• Data to use:
——————

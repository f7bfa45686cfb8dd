//! Per-frame keyboard and mouse state tracking.

use std::collections::HashSet;

use glam::Vec2;
use winit::event::{ElementState, MouseButton, WindowEvent};
use winit::keyboard::{KeyCode, PhysicalKey};

/// Tracks input state for keyboard and mouse.
pub struct Input {
    keys_down: HashSet<KeyCode>,
    keys_pressed: HashSet<KeyCode>,
    mouse_buttons_down: HashSet<MouseButton>,
    mouse_position: Vec2,
    mouse_delta: Vec2,
    scroll_delta: Vec2,
}

impl Default for Input {
    fn default() -> Self {
        Self {
            keys_down: HashSet::new(),
            keys_pressed: HashSet::new(),
            mouse_buttons_down: HashSet::new(),
            mouse_position: Vec2::ZERO,
            mouse_delta: Vec2::ZERO,
            scroll_delta: Vec2::ZERO,
        }
    }
}

impl Input {
    pub fn new() -> Self {
        Self::default()
    }

    /// Call at the end of each frame to reset per-frame state.
    pub fn begin_frame(&mut self) {
        self.keys_pressed.clear();
        self.mouse_delta = Vec2::ZERO;
        self.scroll_delta = Vec2::ZERO;
    }

    /// Process a window event and update input state.
    pub fn handle_event(&mut self, event: &WindowEvent) {
        match event {
            WindowEvent::KeyboardInput { event, .. } => {
                if let PhysicalKey::Code(key) = event.physical_key {
                    match event.state {
                        ElementState::Pressed => {
                            if !self.keys_down.contains(&key) {
                                self.keys_pressed.insert(key);
                            }
                            self.keys_down.insert(key);
                        }
                        ElementState::Released => {
                            self.keys_down.remove(&key);
                        }
                    }
                }
            }
            WindowEvent::MouseInput { state, button, .. } => match state {
                ElementState::Pressed => {
                    self.mouse_buttons_down.insert(*button);
                }
                ElementState::Released => {
                    self.mouse_buttons_down.remove(button);
                }
            },
            WindowEvent::CursorMoved { position, .. } => {
                let new_pos = Vec2::new(position.x as f32, position.y as f32);
                self.mouse_delta += new_pos - self.mouse_position;
                self.mouse_position = new_pos;
            }
            WindowEvent::MouseWheel { delta, .. } => {
                let d = match delta {
                    winit::event::MouseScrollDelta::LineDelta(x, y) => Vec2::new(*x, *y),
                    winit::event::MouseScrollDelta::PixelDelta(pos) => {
                        Vec2::new(pos.x as f32, pos.y as f32) / 120.0
                    }
                };
                self.scroll_delta += d;
            }
            _ => {}
        }
    }

    /// Returns true if the key was pressed this frame.
    pub fn key_pressed(&self, key: KeyCode) -> bool {
        self.keys_pressed.contains(&key)
    }

    /// Returns true if the mouse button is currently held down.
    pub fn mouse_down(&self, button: MouseButton) -> bool {
        self.mouse_buttons_down.contains(&button)
    }

    /// Mouse movement delta this frame.
    pub fn mouse_delta(&self) -> Vec2 {
        self.mouse_delta
    }

    /// Scroll wheel delta this frame (in "lines").
    pub fn scroll_delta(&self) -> Vec2 {
        self.scroll_delta
    }
}
//! # Facet
//!
//! **An interactive viewer for procedural meshes with live-switchable
//! WGSL shaders.**
//!
//! Facet renders three procedurally generated shapes (an adaptively
//! subdivided icosphere, a cube, and a flat square) through selectable
//! shader programs, with an orbit camera and keyboard-driven live
//! controls for tessellation level, shader, shape, and tint color.
//!
//! ## Quick Start
//!
//! ```no_run
//! use facet::AppConfig;
//!
//! fn main() -> anyhow::Result<()> {
//!     facet::init_logging();
//!     facet::run(AppConfig::new().title("Facet").size(1280, 720))
//! }
//! ```
//!
//! ## Architecture
//!
//! - [`GpuContext`] — the explicit wgpu context handed by reference to
//!   everything that touches the GPU; there are no globals.
//! - [`MeshData`] / [`GeometryBuffer`] — deterministic procedural
//!   generators and the per-attribute GPU buffers built from them.
//! - [`Camera`] — look-at view and perspective projection, recomputed on
//!   demand.
//! - [`ShaderProgram`] — a vertex/fragment WGSL pair compiled and linked
//!   into one pipeline; construction fails cleanly on bad sources.
//! - [`Renderer`] — clear state, depth attachment, and the per-frame
//!   draw orchestration.
//! - [`Scene`] and [`Controls`] — the collaborators the frame loop reads
//!   each tick.
//!
//! Geometry is rebuilt synchronously inside the frame tick when the
//! tessellation control changes, so a frame always shows either the old
//! or the fully rebuilt mesh.

mod app;
mod camera;
mod controls;
mod gpu;
mod input;
mod logging;
mod mesh;
mod orbit_camera;
mod renderer;
mod scene;
mod shader;

pub use app::{run, AppConfig};
pub use camera::Camera;
pub use controls::{parse_hex_color, Controls, ShaderKind, ShapeKind};
pub use gpu::GpuContext;
pub use input::Input;
pub use logging::init_logging;
pub use mesh::{GeometryBuffer, MeshData, ShapeDesc, MAX_SUBDIVISION_LEVEL};
pub use orbit_camera::OrbitCamera;
pub use renderer::Renderer;
pub use scene::Scene;
pub use shader::{SceneUniforms, ShaderError, ShaderProgram, ShaderStageKind};

// Re-export glam math types for convenience
pub use glam::{Mat4, Vec2, Vec3, Vec4};

// Re-export commonly used winit types for convenience
pub use winit::event::MouseButton;
pub use winit::keyboard::KeyCode;
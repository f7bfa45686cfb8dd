//! Window bootstrap and the frame loop.
//!
//! This is the glue around the rendering core: it owns the winit event
//! loop, feeds window events to the input tracker, mutates the
//! [`Controls`] snapshot from the keyboard between frames, and drives
//! [`Renderer::render`] once per display refresh with the elapsed time.
//!
//! # Keys
//!
//! | Key   | Action                         |
//! |-------|--------------------------------|
//! | 0–8   | Set icosphere subdivision level|
//! | S     | Cycle shader program           |
//! | Tab   | Cycle shape                    |
//! | C     | Cycle tint color               |
//! | R     | Reload the scene               |
//!
//! Dragging with the left mouse button orbits the camera; the scroll
//! wheel zooms.

use std::sync::Arc;
use std::time::Instant;

use anyhow::{Context, Result};
use glam::{Vec3, Vec4};
use winit::application::ApplicationHandler;
use winit::event::WindowEvent;
use winit::event_loop::{ActiveEventLoop, ControlFlow, EventLoop};
use winit::keyboard::KeyCode;
use winit::window::{Window, WindowAttributes, WindowId};

use crate::camera::Camera;
use crate::controls::{parse_hex_color, Controls, ShaderKind};
use crate::gpu::GpuContext;
use crate::input::Input;
use crate::orbit_camera::OrbitCamera;
use crate::renderer::Renderer;
use crate::scene::Scene;
use crate::shader::ShaderProgram;

const LAMBERT_VERT: &str = include_str!("shaders/lambert.vert.wgsl");
const LAMBERT_FRAG: &str = include_str!("shaders/lambert.frag.wgsl");
const DEFORM_VERT: &str = include_str!("shaders/deform.vert.wgsl");
const DEFORM_FRAG: &str = include_str!("shaders/deform.frag.wgsl");

const TESSELLATION_KEYS: [KeyCode; 9] = [
    KeyCode::Digit0,
    KeyCode::Digit1,
    KeyCode::Digit2,
    KeyCode::Digit3,
    KeyCode::Digit4,
    KeyCode::Digit5,
    KeyCode::Digit6,
    KeyCode::Digit7,
    KeyCode::Digit8,
];

/// Preset tint colors cycled with the C key. The first entry matches the
/// default control value.
const TINT_PALETTE: &[&str] = &[
    "#ffff00", "#ff5533", "#33ccff", "#44ff88", "#ffffff", "#bb66ff",
];

/// Configuration for the viewer window and initial control state.
pub struct AppConfig {
    pub title: String,
    pub width: u32,
    pub height: u32,
    pub controls: Controls,
}

impl Default for AppConfig {
    fn default() -> Self {
        Self {
            title: "Facet".to_string(),
            width: 1280,
            height: 720,
            controls: Controls::default(),
        }
    }
}

impl AppConfig {
    pub fn new() -> Self {
        Self::default()
    }

    pub fn title(mut self, title: impl Into<String>) -> Self {
        self.title = title.into();
        self
    }

    pub fn size(mut self, width: u32, height: u32) -> Self {
        self.width = width;
        self.height = height;
        self
    }

    pub fn controls(mut self, controls: Controls) -> Self {
        self.controls = controls;
        self
    }
}

/// Runs the viewer until its window is closed.
///
/// # Errors
///
/// Fails if the event loop cannot be created, or if startup
/// initialization (GPU context, shader programs) fails. Per-frame
/// problems never surface here; they are logged and the loop continues.
pub fn run(config: AppConfig) -> Result<()> {
    let event_loop = EventLoop::new().context("failed to create event loop")?;
    event_loop.set_control_flow(ControlFlow::Poll);

    let mut app = App::Pending {
        config: Some(config),
    };
    event_loop
        .run_app(&mut app)
        .context("event loop terminated abnormally")?;

    match app {
        App::Failed(err) => Err(err),
        _ => Ok(()),
    }
}

enum App {
    Pending { config: Option<AppConfig> },
    Running(Box<RunningApp>),
    Failed(anyhow::Error),
}

struct RunningApp {
    window: Arc<Window>,
    base_title: String,
    gpu: GpuContext,
    renderer: Renderer,
    camera: Camera,
    orbit: OrbitCamera,
    input: Input,
    controls: Controls,
    scene: Scene,
    lambert: ShaderProgram,
    deform: ShaderProgram,
    /// Last successfully parsed tint.
    tint: Vec4,
    /// Control string the current `tint` was parsed from.
    applied_tint_source: String,
    palette_index: usize,
    start_time: Instant,
    last_frame: Instant,
    fps_frames: u32,
    fps_timer: f32,
}

impl RunningApp {
    fn init(config: AppConfig, event_loop: &ActiveEventLoop) -> Result<Self> {
        let window_attrs = WindowAttributes::default()
            .with_title(&config.title)
            .with_inner_size(winit::dpi::LogicalSize::new(config.width, config.height));

        let window = Arc::new(
            event_loop
                .create_window(window_attrs)
                .context("failed to create window")?,
        );

        let gpu = GpuContext::new(window.clone())?;
        let mut renderer = Renderer::new(&gpu);
        renderer.set_clear_color(0.2, 0.2, 0.2, 1.0);

        let orbit = OrbitCamera::new().target(Vec3::ZERO).distance(5.0);
        let mut camera = Camera::new(orbit.eye(), orbit.target);
        camera.set_aspect_ratio(gpu.aspect());
        camera.update_projection_matrix();

        let lambert = ShaderProgram::new(&gpu, "Lambert", LAMBERT_VERT, LAMBERT_FRAG)?;
        let deform = ShaderProgram::new(&gpu, "Deform", DEFORM_VERT, DEFORM_FRAG)?;

        let controls = config.controls;
        let scene = Scene::load(&gpu, &controls);

        let tint = parse_hex_color(&controls.tint_color).unwrap_or_else(|| {
            log::warn!(
                "malformed initial tint {:?}, falling back to white",
                controls.tint_color
            );
            Vec4::ONE
        });
        let applied_tint_source = controls.tint_color.clone();

        let now = Instant::now();
        Ok(Self {
            window,
            base_title: config.title,
            gpu,
            renderer,
            camera,
            orbit,
            input: Input::new(),
            controls,
            scene,
            lambert,
            deform,
            tint,
            applied_tint_source,
            palette_index: 0,
            start_time: now,
            last_frame: now,
            fps_frames: 0,
            fps_timer: 0.0,
        })
    }

    fn handle_resize(&mut self, width: u32, height: u32) {
        self.renderer.set_size(&mut self.gpu, width, height);
        self.camera.set_aspect_ratio(self.gpu.aspect());
        self.camera.update_projection_matrix();
    }

    /// Applies this frame's keyboard edits to the control snapshot.
    fn apply_control_keys(&mut self) {
        for (level, key) in TESSELLATION_KEYS.iter().enumerate() {
            if self.input.key_pressed(*key) {
                let applied = self.controls.set_tessellation(level as u32);
                log::info!("tessellation level {applied}");
            }
        }

        if self.input.key_pressed(KeyCode::KeyS) {
            self.controls.shader = self.controls.shader.next();
            log::info!("shader: {}", self.controls.shader.label());
        }

        if self.input.key_pressed(KeyCode::Tab) {
            self.controls.shape = self.controls.shape.next();
            log::info!("shape: {}", self.controls.shape.label());
        }

        if self.input.key_pressed(KeyCode::KeyC) {
            self.palette_index = (self.palette_index + 1) % TINT_PALETTE.len();
            self.controls.tint_color = TINT_PALETTE[self.palette_index].to_string();
            log::info!("tint: {}", self.controls.tint_color);
        }

        if self.input.key_pressed(KeyCode::KeyR) {
            self.scene.reload(&self.gpu, &self.controls);
        }
    }

    /// Re-parses the tint control if it changed, keeping the previous
    /// valid color on malformed input.
    fn sync_tint(&mut self) {
        if self.controls.tint_color == self.applied_tint_source {
            return;
        }

        match parse_hex_color(&self.controls.tint_color) {
            Some(color) => self.tint = color,
            None => log::warn!(
                "ignoring malformed tint color {:?}",
                self.controls.tint_color
            ),
        }
        self.applied_tint_source = self.controls.tint_color.clone();
    }

    fn tick(&mut self) {
        let now = Instant::now();
        let dt = now.duration_since(self.last_frame).as_secs_f32();
        self.last_frame = now;
        let elapsed_ms = self.start_time.elapsed().as_secs_f32() * 1000.0;

        self.apply_control_keys();

        self.orbit.update(&self.input);
        self.orbit.apply_to(&mut self.camera);
        self.camera.update();

        self.scene.sync_tessellation(&self.gpu, &self.controls);
        self.sync_tint();

        let (program, tint) = match self.controls.shader {
            ShaderKind::Lambert => (&self.lambert, self.tint),
            // The deform fragment stage supplies its own palette.
            ShaderKind::Deform => (&self.deform, Vec4::new(0.0, 0.0, 0.0, 1.0)),
        };
        let drawable = self.scene.drawable(self.controls.shape);

        self.renderer
            .render(&self.gpu, &self.camera, program, tint, elapsed_ms, &[drawable]);

        self.fps_frames += 1;
        self.fps_timer += dt;
        if self.fps_timer >= 1.0 {
            let fps = self.fps_frames as f32 / self.fps_timer;
            self.window.set_title(&format!(
                "{} | {} | {} | {:.0} fps",
                self.base_title,
                self.controls.shader.label(),
                self.controls.shape.label(),
                fps
            ));
            self.fps_frames = 0;
            self.fps_timer = 0.0;
        }

        self.input.begin_frame();
        self.window.request_redraw();
    }
}

impl ApplicationHandler for App {
    fn resumed(&mut self, event_loop: &ActiveEventLoop) {
        if let App::Pending { config } = self {
            let config = config.take().expect("resumed twice while pending");
            match RunningApp::init(config, event_loop) {
                Ok(running) => {
                    running.window.request_redraw();
                    *self = App::Running(Box::new(running));
                }
                Err(err) => {
                    log::error!("initialization failed: {err:#}");
                    *self = App::Failed(err);
                    event_loop.exit();
                }
            }
        }
    }

    fn window_event(&mut self, event_loop: &ActiveEventLoop, _id: WindowId, event: WindowEvent) {
        let App::Running(state) = self else {
            return;
        };

        state.input.handle_event(&event);

        match event {
            WindowEvent::CloseRequested => {
                event_loop.exit();
            }
            WindowEvent::Resized(size) => {
                state.handle_resize(size.width, size.height);
            }
            WindowEvent::RedrawRequested => {
                state.tick();
            }
            _ => {}
        }
    }
}
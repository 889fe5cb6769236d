//! Live surveillance dashboard: one push channel and two snapshot polls,
//! reconciled into a single view and rendered with ratatui.

pub mod config;
pub mod connection;
pub mod event;
pub mod poller;
pub mod reconciler;
pub mod render;
pub mod session;
pub mod view;
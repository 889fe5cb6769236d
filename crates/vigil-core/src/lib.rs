use chrono::{DateTime, Local, NaiveDateTime, TimeZone, Utc};
use serde::de;
use serde::{Deserialize, Deserializer, Serialize};
use std::fmt;
use std::str::FromStr;

pub mod api;
pub mod history;
pub mod stream;

#[derive(Debug, Clone, Copy, Serialize, Deserialize, PartialEq, Eq, Hash)]
#[serde(rename_all = "lowercase")]
pub enum ObjectType {
    Person,
    Animal,
    Vehicle,
}

impl ObjectType {
    pub const ALL: [ObjectType; 3] = [ObjectType::Person, ObjectType::Animal, ObjectType::Vehicle];

    pub fn as_str(&self) -> &'static str {
        match self {
            ObjectType::Person => "person",
            ObjectType::Animal => "animal",
            ObjectType::Vehicle => "vehicle",
        }
    }

    pub fn label(&self) -> &'static str {
        match self {
            ObjectType::Person => "Person",
            ObjectType::Animal => "Animal",
            ObjectType::Vehicle => "Vehicle",
        }
    }
}

impl fmt::Display for ObjectType {
    fn fmt(&self, f: &mut fmt::Formatter<'_>) -> fmt::Result {
        f.write_str(self.as_str())
    }
}

impl FromStr for ObjectType {
    type Err = String;

    fn from_str(input: &str) -> Result<Self, Self::Err> {
        let normalized = input.trim().to_lowercase();
        match normalized.as_str() {
            "person" | "persons" | "people" => Ok(ObjectType::Person),
            "animal" | "animals" => Ok(ObjectType::Animal),
            "vehicle" | "vehicles" => Ok(ObjectType::Vehicle),
            other => Err(format!("Unknown object type: {other}")),
        }
    }
}

/// Full snapshot of the current per-class tallies. Always replaced as a
/// whole, never patched field by field.
#[derive(Debug, Clone, Copy, Default, Serialize, Deserialize, PartialEq, Eq)]
#[serde(default)]
pub struct DetectionCounts {
    pub person: u32,
    pub animal: u32,
    pub vehicle: u32,
}

impl DetectionCounts {
    pub fn new(person: u32, animal: u32, vehicle: u32) -> Self {
        Self {
            person,
            animal,
            vehicle,
        }
    }

    pub fn get(&self, object_type: ObjectType) -> u32 {
        match object_type {
            ObjectType::Person => self.person,
            ObjectType::Animal => self.animal,
            ObjectType::Vehicle => self.vehicle,
        }
    }

    pub fn total(&self) -> u32 {
        self.person
            .saturating_add(self.animal)
            .saturating_add(self.vehicle)
    }
}

#[derive(Debug, Clone, Serialize, Deserialize, PartialEq, Eq)]
pub struct Alert {
    pub rule_name: String,
    pub object_type: ObjectType,
    #[serde(deserialize_with = "deserialize_count")]
    pub count: u32,
    #[serde(deserialize_with = "deserialize_timestamp")]
    pub timestamp: DateTime<Utc>,
    #[serde(default, skip_serializing_if = "Option::is_none")]
    pub message: Option<String>,
}

impl Alert {
    /// Dedup identity: the same rule firing at the same instant is the same alert.
    pub fn identity(&self) -> (&str, DateTime<Utc>) {
        (self.rule_name.as_str(), self.timestamp)
    }

    pub fn summary(&self) -> String {
        format!("{}: {} detected", self.object_type.label(), self.count)
    }
}

/// The latest pushed image. Payload stays encoded; nothing in the client
/// looks inside it.
#[derive(Debug, Clone, PartialEq, Eq)]
pub struct StreamFrame {
    pub data: String,
    pub received_at: DateTime<Utc>,
}

impl StreamFrame {
    pub fn new(data: String, received_at: DateTime<Utc>) -> Self {
        Self { data, received_at }
    }

    /// Decoded size estimate for a base64 payload.
    pub fn approx_bytes(&self) -> usize {
        let padding = self.data.bytes().rev().take_while(|byte| *byte == b'=').count();
        (self.data.len() / 4 * 3).saturating_sub(padding)
    }
}

/// Accepts RFC 3339 timestamps and naive ISO-8601 ones. Naive values are
/// wall-clock time in the local zone; one that falls in a DST gap is read as UTC.
pub fn parse_timestamp(raw: &str) -> Option<DateTime<Utc>> {
    let trimmed = raw.trim();
    if let Ok(parsed) = DateTime::parse_from_rfc3339(trimmed) {
        return Some(parsed.with_timezone(&Utc));
    }
    let naive = trimmed.parse::<NaiveDateTime>().ok()?;
    Some(
        Local
            .from_local_datetime(&naive)
            .earliest()
            .map(|local| local.with_timezone(&Utc))
            .unwrap_or_else(|| naive.and_utc()),
    )
}

fn deserialize_timestamp<'de, D>(deserializer: D) -> Result<DateTime<Utc>, D::Error>
where
    D: Deserializer<'de>,
{
    let raw = String::deserialize(deserializer)?;
    parse_timestamp(&raw).ok_or_else(|| de::Error::custom(format!("invalid timestamp '{raw}'")))
}

fn deserialize_count<'de, D>(deserializer: D) -> Result<u32, D::Error>
where
    D: Deserializer<'de>,
{
    let count = u32::deserialize(deserializer)?;
    if count == 0 {
        return Err(de::Error::custom("alert count must be at least 1"));
    }
    Ok(count)
}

——————

• Aim of the exercise:
The result is a copy of every line above where the word "anyhow" shows up.

• Output:
//! fn main() -> anyhow::Result<()> {
use anyhow::{Context, Result};
    Failed(anyhow::Error),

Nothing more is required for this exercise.